### Task details
Everything from the top of the data below through the line with "impl Environment for ProcessEnv" should be duplicated exactly, and nothing past it.

::: Task material

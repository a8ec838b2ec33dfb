use axum::{
    Json,
    extract::{Path, State},
};
use serde_json::{Value, json};

use crate::{
    Error,
    transaction::{
        TransactionState,
        core::{TransactionForm, update_transaction},
    },
};

/// A route handler for editing a transaction's type, detail and amounts.
///
/// The ID and date of the transaction are never changed. The cells are
/// written one at a time, so a failure part way through leaves the earlier
/// cells updated.
pub async fn edit_transaction_endpoint(
    State(state): State<TransactionState>,
    Path(transaction_id): Path<String>,
    Json(form): Json<TransactionForm>,
) -> Result<Json<Value>, Error> {
    let worksheet = state.gateway.acquire().await?;

    update_transaction(worksheet.as_ref(), &transaction_id, &form).await?;

    Ok(Json(json!({ "status": "updated" })))
}
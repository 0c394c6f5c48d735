//! Secrets and where they come from.

use std::collections::HashMap;
use std::fmt;

use serde::{Deserialize, Serialize};

use crate::error::{Result, TernError};

/// Source of environment variables used while resolving a session.
pub trait Environment {
    fn var(&self, key: &str) -> Option<String>;
}

/// The real process environment.
#[derive(Debug, Clone, Copy, Default)]
pub struct ProcessEnv;

impl Environment for ProcessEnv {
    fn var(&self, key: &str) -> Option<String> {
        std::env::var(key).ok()
    }
}

impl Environment for HashMap<String, String> {
    fn var(&self, key: &str) -> Option<String> {
        self.get(key).cloned()
    }
}

/// A resolved secret string. Never printed by `Debug`.
#[derive(Clone, PartialEq, Eq)]
pub struct Credential(String);

impl Credential {
    pub fn new(value: impl Into<String>) -> Self {
        Self(value.into())
    }

    /// Read a required credential from the environment.
    ///
    /// An unset or empty variable is a configuration error.
    pub fn from_env(env: &dyn Environment, var: &str) -> Result<Self> {
        match env.var(var) {
            Some(value) if !value.is_empty() => Ok(Self(value)),
            _ => Err(TernError::missing_credential(var)),
        }
    }

    pub fn expose(&self) -> &str {
        &self.0
    }
}

impl fmt::Debug for Credential {
    fn fmt(&self, f: &mut fmt::Formatter<'_>) -> fmt::Result {
        f.write_str("Credential(****)")
    }
}

/// A configured value: either written inline or read from an env var.
///
/// In TOML: `api_key = "dummy"` or `api_key = { env = "AMD_LLM_API_KEY" }`.
#[derive(Clone, PartialEq, Eq, Serialize, Deserialize)]
#[serde(untagged)]
pub enum ValueSource {
    Literal(String),
    Env { env: String },
}

impl ValueSource {
    pub fn literal(value: impl Into<String>) -> Self {
        Self::Literal(value.into())
    }

    pub fn env(var: impl Into<String>) -> Self {
        Self::Env { env: var.into() }
    }

    pub fn resolve(&self, env: &dyn Environment) -> Result<Credential> {
        match self {
            Self::Literal(value) => Ok(Credential::new(value.clone())),
            Self::Env { env: var } => Credential::from_env(env, var),
        }
    }
}

impl fmt::Debug for ValueSource {
    fn fmt(&self, f: &mut fmt::Formatter<'_>) -> fmt::Result {
        match self {
            Self::Literal(_) => f.write_str("Literal(..)"),
            Self::Env { env } => f.debug_struct("Env").field("env", env).finish(),
        }
    }
}

#[cfg(test)]
mod tests {
    use super::*;

    fn env(pairs: &[(&str, &str)]) -> HashMap<String, String> {
        pairs
            .iter()
            .map(|(k, v)| (k.to_string(), v.to_string()))
            .collect()
    }

    #[test]
    fn from_env_reads_present_variable() {
        let env = env(&[("AMD_LLM_API_KEY", "secret")]);
        let credential = Credential::from_env(&env, "AMD_LLM_API_KEY").unwrap();
        assert_eq!(credential.expose(), "secret");
    }

    #[test]
    fn from_env_rejects_missing_and_empty() {
        let missing = Credential::from_env(&env(&[]), "AMD_LLM_API_KEY").unwrap_err();
        assert!(matches!(
            missing,
            TernError::MissingCredential { ref var } if var == "AMD_LLM_API_KEY"
        ));

        let empty = Credential::from_env(&env(&[("AMD_LLM_API_KEY", "")]), "AMD_LLM_API_KEY")
            .unwrap_err();
        assert!(empty.is_configuration());
    }

    #[test]
    fn debug_output_hides_secrets() {
        let credential = Credential::new("top-secret");
        assert_eq!(format!("{credential:?}"), "Credential(****)");

        let literal = ValueSource::literal("top-secret");
        assert!(!format!("{literal:?}").contains("top-secret"));
        assert!(format!("{:?}", ValueSource::env("KEY")).contains("KEY"));
    }

    #[test]
    fn value_source_parses_both_toml_shapes() {
        #[derive(Deserialize)]
        struct Holder {
            a: ValueSource,
            b: ValueSource,
        }
        let holder: Holder = toml::from_str("a = \"dummy\"\nb = { env = \"KEY\" }\n").unwrap();
        assert_eq!(holder.a, ValueSource::literal("dummy"));
        assert_eq!(holder.b, ValueSource::env("KEY"));
    }
}
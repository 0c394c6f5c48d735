//! Function tools the single-shot runner can execute on the model's behalf.

pub mod arguments;
pub mod tool;
pub mod types;

pub use arguments::ToolArguments;
pub use tool::{FunctionTool, Tool, ToolExecutionContext};
pub use types::ToolParameters;
//! CLI definitions for tern.

use std::path::PathBuf;

use clap::{Parser, Subcommand};

use crate::config::SessionConfig;
use crate::demos;
use crate::error::Result;

/// tern CLI
#[derive(Parser, Debug)]
#[command(name = "tern", version, about = "Run one agent turn and print its output")]
pub struct Cli {
    #[command(subcommand)]
    pub command: Commands,
}

/// Top-level CLI commands.
#[derive(Subcommand, Debug)]
pub enum Commands {
    /// Ask Claude to use a Codex MCP server (streamed output)
    CodexMcp(CodexMcpArgs),
    /// Ask a Responses-API agent about the weather (single result)
    Weather(WeatherArgs),
    /// List the tools each stdio provider in a session serves
    Tools(ToolsArgs),
}

/// Arguments for `tern codex-mcp`.
#[derive(Parser, Debug)]
pub struct CodexMcpArgs {
    /// Prompt for the turn
    #[arg(short, long, default_value = demos::CODEX_PROMPT)]
    pub prompt: String,

    /// Session file (TOML) replacing the built-in Codex session
    #[arg(short, long)]
    pub config: Option<PathBuf>,

    /// Model for the agent runtime
    #[arg(short, long)]
    pub model: Option<String>,
}

impl CodexMcpArgs {
    pub fn session(&self) -> Result<SessionConfig> {
        let config = match &self.config {
            Some(path) => SessionConfig::from_toml_file(path)?,
            None => demos::codex_mcp_session(),
        };
        Ok(match &self.model {
            Some(model) => config.with_model(model),
            None => config,
        })
    }
}

/// Arguments for `tern weather`.
#[derive(Parser, Debug)]
pub struct WeatherArgs {
    /// Prompt for the turn
    #[arg(short, long, default_value = demos::WEATHER_PROMPT)]
    pub prompt: String,
}

/// Arguments for `tern tools`.
#[derive(Parser, Debug)]
pub struct ToolsArgs {
    /// Session file (TOML); defaults to the built-in Codex session
    #[arg(short, long)]
    pub config: Option<PathBuf>,
}

impl ToolsArgs {
    pub fn session(&self) -> Result<SessionConfig> {
        match &self.config {
            Some(path) => SessionConfig::from_toml_file(path),
            None => Ok(demos::codex_mcp_session()),
        }
    }
}
//! Console rendering of a turn's output.

use std::io::Write;

use futures::{Stream, StreamExt};
use tracing::trace;

use crate::error::Result;
use crate::types::{AgentEvent, ResultMessage};

/// Label printed before every assistant text block by default.
pub const DEFAULT_LABEL: &str = "Claude";

/// What a drained stream contained.
#[derive(Debug, Clone, PartialEq, Default)]
pub struct DrainSummary {
    /// Text blocks written.
    pub text_blocks: usize,
    /// Cost line written, if any.
    pub total_cost_usd: Option<f64>,
    pub result: Option<ResultMessage>,
}

/// Prints assistant text as it arrives and the final cost, if any.
#[derive(Debug, Clone)]
pub struct Drainer {
    label: String,
}

impl Default for Drainer {
    fn default() -> Self {
        Self::new(DEFAULT_LABEL)
    }
}

impl Drainer {
    pub fn new(label: impl Into<String>) -> Self {
        Self {
            label: label.into(),
        }
    }

    /// Consume `stream` fully, in order, writing to `out`.
    ///
    /// Output for events received before an error stays written; the error
    /// is returned as is.
    pub async fn drain<S, W>(&self, mut stream: S, out: &mut W) -> Result<DrainSummary>
    where
        S: Stream<Item = Result<AgentEvent>> + Unpin,
        W: Write,
    {
        let mut summary = DrainSummary::default();
        while let Some(event) = stream.next().await {
            self.render(&event?, out, &mut summary)?;
        }
        Ok(summary)
    }

    fn render<W: Write>(
        &self,
        event: &AgentEvent,
        out: &mut W,
        summary: &mut DrainSummary,
    ) -> Result<()> {
        match event {
            AgentEvent::Assistant(message) => {
                for text in message.text_blocks() {
                    writeln!(out, "{}: {text}", self.label)?;
                    summary.text_blocks += 1;
                }
                out.flush()?;
            }
            AgentEvent::Result(result) => {
                if let Some(cost) = result.billable_cost() {
                    writeln!(out, "\nCost: {}", format_cost(cost))?;
                    out.flush()?;
                    summary.total_cost_usd = Some(cost);
                }
                summary.result = Some(result.clone());
            }
            AgentEvent::Other(value) => {
                trace!(kind = ?value.get("type"), "ignoring event");
            }
        }
        Ok(())
    }
}

/// `$` followed by the amount rounded to four decimals.
pub fn format_cost(cost: f64) -> String {
    format!("${cost:.4}")
}

/// Print a single-shot result: the text, once.
pub fn write_final_output<W: Write>(out: &mut W, output: &str) -> Result<()> {
    writeln!(out, "{output}")?;
    out.flush()?;
    Ok(())
}
//! One agent turn: resolve configuration, start the turn, render its output.

use std::io::Write;

use tracing::{debug, info};

use crate::config::{Environment, ProcessEnv, SessionConfig};
use crate::error::Result;
use crate::output::{write_final_output, DrainSummary, Drainer};
use crate::responses::{RunOutput, SingleShotRunner};
use crate::runtime::AgentRuntime;

/// Drives exactly one turn per call. Holds no state between calls.
pub struct TurnRunner<'a> {
    env: &'a dyn Environment,
    drainer: Drainer,
}

impl Default for TurnRunner<'static> {
    fn default() -> Self {
        Self::new(&ProcessEnv)
    }
}

impl<'a> TurnRunner<'a> {
    /// Runner that resolves credentials from `env`.
    pub fn new(env: &'a dyn Environment) -> Self {
        Self {
            env,
            drainer: Drainer::default(),
        }
    }

    pub fn with_drainer(mut self, drainer: Drainer) -> Self {
        self.drainer = drainer;
        self
    }

    /// Streaming shape: print events from `runtime` as they arrive.
    ///
    /// Credentials are resolved first; a missing one fails before the
    /// runtime is touched.
    pub async fn stream<W: Write>(
        &self,
        runtime: &dyn AgentRuntime,
        config: &SessionConfig,
        prompt: &str,
        out: &mut W,
    ) -> Result<DrainSummary> {
        let session = config.resolve(self.env)?;
        debug!(runtime = runtime.name(), "starting streamed turn");
        let events = runtime.query(&session, prompt).await?;
        let summary = self.drainer.drain(events, out).await?;
        info!(
            text_blocks = summary.text_blocks,
            cost = ?summary.total_cost_usd,
            "turn finished"
        );
        Ok(summary)
    }

    /// Single-shot shape: await one final output and print it.
    pub async fn single_shot<W: Write>(
        &self,
        runner: &dyn SingleShotRunner,
        prompt: &str,
        out: &mut W,
    ) -> Result<RunOutput> {
        let output = runner.run(prompt).await?;
        write_final_output(out, &output.final_output)?;
        info!(turns = output.turns, "turn finished");
        Ok(output)
    }
}
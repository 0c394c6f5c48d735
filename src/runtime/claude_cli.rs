//! Claude Code CLI driven in `stream-json` mode.

use std::process::Stdio;

use async_stream::try_stream;
use async_trait::async_trait;
use futures::{Stream, StreamExt};
use serde_json::{json, Map, Value};
use tokio::io::{AsyncBufReadExt, AsyncReadExt, BufReader};
use tokio::process::{Child, Command};
use tokio_stream::wrappers::LinesStream;
use tracing::debug;

use super::{AgentRuntime, EventStream};
use crate::config::{Environment, ResolvedProvider, Session};
use crate::error::{Result, TernError};
use crate::types::AgentEvent;

const DEFAULT_EXECUTABLE: &str = "claude";
const EXECUTABLE_ENV: &str = "CLAUDE_CLI_PATH";
const ENTRYPOINT: &str = "sdk-rs";

/// Launches the `claude` CLI once per turn and parses its stdout.
#[derive(Debug, Clone)]
pub struct ClaudeCliRuntime {
    executable: String,
}

impl Default for ClaudeCliRuntime {
    fn default() -> Self {
        Self::new()
    }
}

impl ClaudeCliRuntime {
    pub fn new() -> Self {
        Self {
            executable: DEFAULT_EXECUTABLE.to_string(),
        }
    }

    /// Use `CLAUDE_CLI_PATH` when set.
    pub fn from_env(env: &dyn Environment) -> Self {
        match env.var(EXECUTABLE_ENV).filter(|p| !p.is_empty()) {
            Some(path) => Self::new().with_executable(path),
            None => Self::new(),
        }
    }

    pub fn with_executable(mut self, executable: impl Into<String>) -> Self {
        self.executable = executable.into();
        self
    }

    pub fn executable(&self) -> &str {
        &self.executable
    }

    /// Command-line arguments for one turn.
    pub fn build_args(session: &Session, prompt: &str) -> Vec<String> {
        let mut args: Vec<String> = vec![
            "--output-format".into(),
            "stream-json".into(),
            "--verbose".into(),
        ];

        if let Some(system_prompt) = &session.system_prompt {
            args.extend(["--system-prompt".into(), system_prompt.clone()]);
        }
        if !session.allowed_tools.is_empty() {
            args.extend(["--allowedTools".into(), session.allowed_tools.join(",")]);
        }
        if let Some(turns) = session.max_turns {
            args.extend(["--max-turns".into(), turns.to_string()]);
        }
        if let Some(model) = &session.model {
            args.extend(["--model".into(), model.clone()]);
        }
        if let Some(mode) = session.permission_mode {
            args.extend(["--permission-mode".into(), mode.to_string()]);
        }
        if !session.providers.is_empty() {
            args.extend(["--mcp-config".into(), mcp_config(session).to_string()]);
        }

        args.extend(["--print".into(), "--".into(), prompt.to_string()]);
        args
    }

    fn spawn(&self, session: &Session, prompt: &str) -> Result<Child> {
        let mut command = Command::new(&self.executable);
        command
            .args(Self::build_args(session, prompt))
            .env("CLAUDE_CODE_ENTRYPOINT", ENTRYPOINT)
            .stdin(Stdio::null())
            .stdout(Stdio::piped())
            .stderr(Stdio::piped())
            .kill_on_drop(true);
        if let Some(cwd) = &session.cwd {
            command.current_dir(cwd);
        }

        command.spawn().map_err(|e| TernError::Provider {
            provider: "claude-cli".into(),
            message: format!("failed to launch `{}`: {e}", self.executable),
        })
    }
}

/// The `--mcp-config` document for a session's providers.
pub fn mcp_config(session: &Session) -> Value {
    let servers: Map<String, Value> = session
        .providers
        .iter()
        .map(|(name, provider)| (name.clone(), provider_entry(provider)))
        .collect();
    json!({ "mcpServers": servers })
}

fn provider_entry(provider: &ResolvedProvider) -> Value {
    match provider {
        ResolvedProvider::Stdio { command, args, env } => {
            let mut entry = json!({
                "type": "stdio",
                "command": command,
                "args": args,
            });
            if !env.is_empty() {
                entry["env"] = json!(env);
            }
            entry
        }
        ResolvedProvider::Http(endpoint) => {
            let mut headers: Map<String, Value> = endpoint
                .headers
                .iter()
                .map(|(name, value)| (name.clone(), Value::String(value.expose().to_string())))
                .collect();
            if let Some(key) = &endpoint.api_key {
                let has_auth = headers
                    .keys()
                    .any(|name| name.eq_ignore_ascii_case("authorization"));
                if !has_auth {
                    headers.insert(
                        "Authorization".into(),
                        Value::String(format!("Bearer {}", key.expose())),
                    );
                }
            }
            json!({
                "type": "http",
                "url": endpoint.base_url,
                "headers": headers,
            })
        }
    }
}

fn read_events(mut child: Child, command: String) -> impl Stream<Item = Result<AgentEvent>> + Send {
    try_stream! {
        let stdout = child
            .stdout
            .take()
            .ok_or_else(|| TernError::Stream("runtime stdout was not captured".into()))?;
        let stderr = child.stderr.take();
        let stderr_task = tokio::spawn(async move {
            let mut buf = String::new();
            if let Some(mut stderr) = stderr {
                let _ = stderr.read_to_string(&mut buf).await;
            }
            buf
        });

        let mut lines = LinesStream::new(BufReader::new(stdout).lines());
        while let Some(line) = lines.next().await {
            let line = line?;
            if let Some(event) = AgentEvent::parse_line(&line)? {
                yield event;
            }
        }

        let status = child.wait().await?;
        if !status.success() {
            let stderr = stderr_task.await.unwrap_or_default();
            Err::<(), _>(TernError::Process {
                command,
                code: status.code(),
                stderr: stderr.trim().to_string(),
            })?;
        }
        debug!("runtime exited cleanly");
    }
}

#[async_trait]
impl AgentRuntime for ClaudeCliRuntime {
    fn name(&self) -> &str {
        "claude-cli"
    }

    async fn query(&self, session: &Session, prompt: &str) -> Result<EventStream> {
        debug!(
            executable = %self.executable,
            providers = session.providers.len(),
            allowed_tools = session.allowed_tools.len(),
            "launching agent runtime"
        );
        let child = self.spawn(session, prompt)?;
        Ok(Box::pin(read_events(child, self.executable.clone())))
    }
}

::::::

### Output for this task
repository a8ec838b2ec33dfb
use axum::{
    Json,
    extract::{Path, State},
};
use serde_json::{Value, json};

use crate::{
    Error,
    transaction::{
        TransactionState,
        core::{TransactionForm, update_transaction},
    },
};

/// A route handler for editing a transaction's type, detail and amounts.
///
/// The ID and date of the transaction are never changed. The cells are
/// written one at a time, so a failure part way through leaves the earlier
/// cells updated.
pub async fn edit_transaction_endpoint(
    State(state): State<TransactionState>,
    Path(transaction_id): Path<String>,
    Json(form): Json<TransactionForm>,
) -> Result<Json<Value>, Error> {
    let worksheet = state.gateway.acquire().await?;

    update_transaction(worksheet.as_ref(), &transaction_id, &form).await?;

    Ok(Json(json!({ "status": "updated" })))
}
repository 0c394c6f5c48d735
//! Secrets and where they come from.

use std::collections::HashMap;
use std::fmt;

use serde::{Deserialize, Serialize};

use crate::error::{Result, TernError};

/// Source of environment variables used while resolving a session.
pub trait Environment {
    fn var(&self, key: &str) -> Option<String>;
}

/// The real process environment.
#[derive(Debug, Clone, Copy, Default)]
pub struct ProcessEnv;

impl Environment for ProcessEnv {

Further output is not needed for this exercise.